Past Screenings & Selections
St. Patrick’s & St. Bridget’s Festival London, 17 March, 2024
OFFline Film Festival, 14th October, 2023
12th Dublin International Short Film and Music Festival (Episode 5), 6th October, 2023
Portland Festival of Cinema, Animation and Technology (Episode 5), 3rd August 2023
WINNER: Best Actor in a Dramatic Short, Aidan Gillen
SILVER AWARD: Best Dramatic Short
Fastnet Film Festival (Episode 5), 24 - 28th May 2023
Philadelphia Independent Film Festival (Episode 5), May 19th 2023
Philadelphia Independent Film Festival (Episode 1 in 360), May 18th 2023
Hollywood Shortsfest (Episode 5), December 2022: Best Short
Bridges International Film Festival (Episode 1 in 360), November 2022: Official Selection
Montreal Independent Film Festival (Episode 5), November 2022: Best Narrative Short
Independent Shorts Awards (Episode 5), October 2022: Best Drama Short
Brightening Air Festival (Episodes 1 - 4), 16 - 20 June 2021
Episode 1: Dinner for One
Aidan, an actor, lives alone and is preparing a solo birthday meal for one but is missing Galangal, a vital ingredient for his duck dish. Aidan Is distracted on his quest by a voice over job and various encounters with his neighbours including Shiela who wants a French lesson and Chinese girl Ashley who smells death in the corridor and asks him to read her film script. In return he finally obtains some galangal and cooks and eats his meal. He has a vision of himself dead in his armchair.
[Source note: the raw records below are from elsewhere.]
use std::collections::HashMap;
use std::hash::Hash;

/// An empirical probability distribution over observed outcomes.
///
/// Built from observed-frequency counts: every outcome seen at least once gets
/// probability `count / total`, so probabilities are positive and sum to one
/// (up to rounding). Outcomes that were never observed are simply absent.
#[derive(Debug, Clone, PartialEq)]
pub struct Distribution<K: Eq + Hash> {
    probabilities: HashMap<K, f64>,
}

impl<K: Eq + Hash> Distribution<K> {
    /// Counts the samples and normalises the counts into probabilities.
    pub fn from_samples(samples: impl IntoIterator<Item = K>) -> Self {
        let mut counts: HashMap<K, usize> = HashMap::new();
        let mut total = 0usize;
        for sample in samples {
            *counts.entry(sample).or_default() += 1;
            total += 1;
        }
        Self::from_counts(counts, total)
    }

    fn from_counts(counts: HashMap<K, usize>, total: usize) -> Self {
        let probabilities = counts
            .into_iter()
            .map(|(k, c)| (k, c as f64 / total as f64))
            .collect();
        Self { probabilities }
    }

    /// Probability of `outcome`, zero if it was never observed.
    pub fn probability(&self, outcome: &K) -> f64 {
        self.probabilities.get(outcome).copied().unwrap_or(0.0)
    }

    /// Number of distinct observed outcomes.
    #[inline]
    pub fn support_size(&self) -> usize {
        self.probabilities.len()
    }

    #[inline]
    pub fn is_empty(&self) -> bool {
        self.probabilities.is_empty()
    }

    pub fn probabilities(&self) -> impl Iterator<Item = f64> + '_ {
        self.probabilities.values().copied()
    }
}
Episode 1: Dinner for One (360)
In this 360 version of Episode 1 of Dinner for One, the viewer is in control. Using your mouse, click and drag to move the camera around. If you are watching on a smartphone, simply move your phone to change your perspective.
Episode 2: Pentacle
Shiela dressed like Miss Haversham goes out to her corporate gig leaving surf loving Turlough to mind their infant son. He attempts a self tape and tries to masturbate but falls asleep. Shiela returns late at night and wants to do a tarot reading. As the reading develops the cracks and mistrust in their relationship emerge. Turlough’s mother has Alzheimers and Shiela is anxious he makes sure she leaves him money as she doesn’t trust that Turlough will be able to provide. They have never felt so far apart. Their little son sleeps in his cot.
Episode 3: Font
Frances Flood, holds forth in his very up market apartment about all things concerning Irish Architecture and how he Francis was never given the credit he deserved. It’s like he is giving some kind of lecture to an invisible audience. He drinks glasses of Champagne and rants against a rival Jerome Fitzsimons who castrated him and made him a eunuch in the harem of Irish architecture. Interrupted by neighbour Turlough, Frances quizzes him about his missing eye and loses all reason causing Turlough to leave. Frances is left alone.
Episode 4: Lans
Lans, a pharmacy student from Sierra Leone, wakes to play his trumpet and composes a hip hop track ‘tears in my porridge’ about a girl who just broke up with him. His neighbour, Olive, visits him and talks of Voodoo in his country and her dead son but she gets too personal when mentioning to Lans that his parents have never visited him. He asks her to leave and tries to call his parents but they don’t answer. He is clearly feeling lonely and let down by them. In a dream, Olive urges him to get mad and express his anger. He does so and himself and Olive sit on his bed playing a trumpet.
Episode 5: Mespil in the Dark
Aidan Gillen stars as Anthony Patterson. He packs away his belongings in boxes including the only novel he ever wrote which he is sending to his son. He has a list of jobs to complete. He is methodical. He is calm, clinical, going about the business of a man preparing to leave the world. A man who seems relieved to have made the decision. But the most painful thing will be a last zoom call with his son.
Episode 6: Coup de Théâtre
Olive, a sex worker of the mystical kind, wears a Sumerian mask to dance for a client. She is upset as her son will not accept who she is. She visits her neighbour Bill, an actor, who rails against what has become of his profession. Together they must find a way to let go of the anger they are feeling. They do this by touch, screaming and laughing their way into some kind of peace. Then they drink Kefir milk.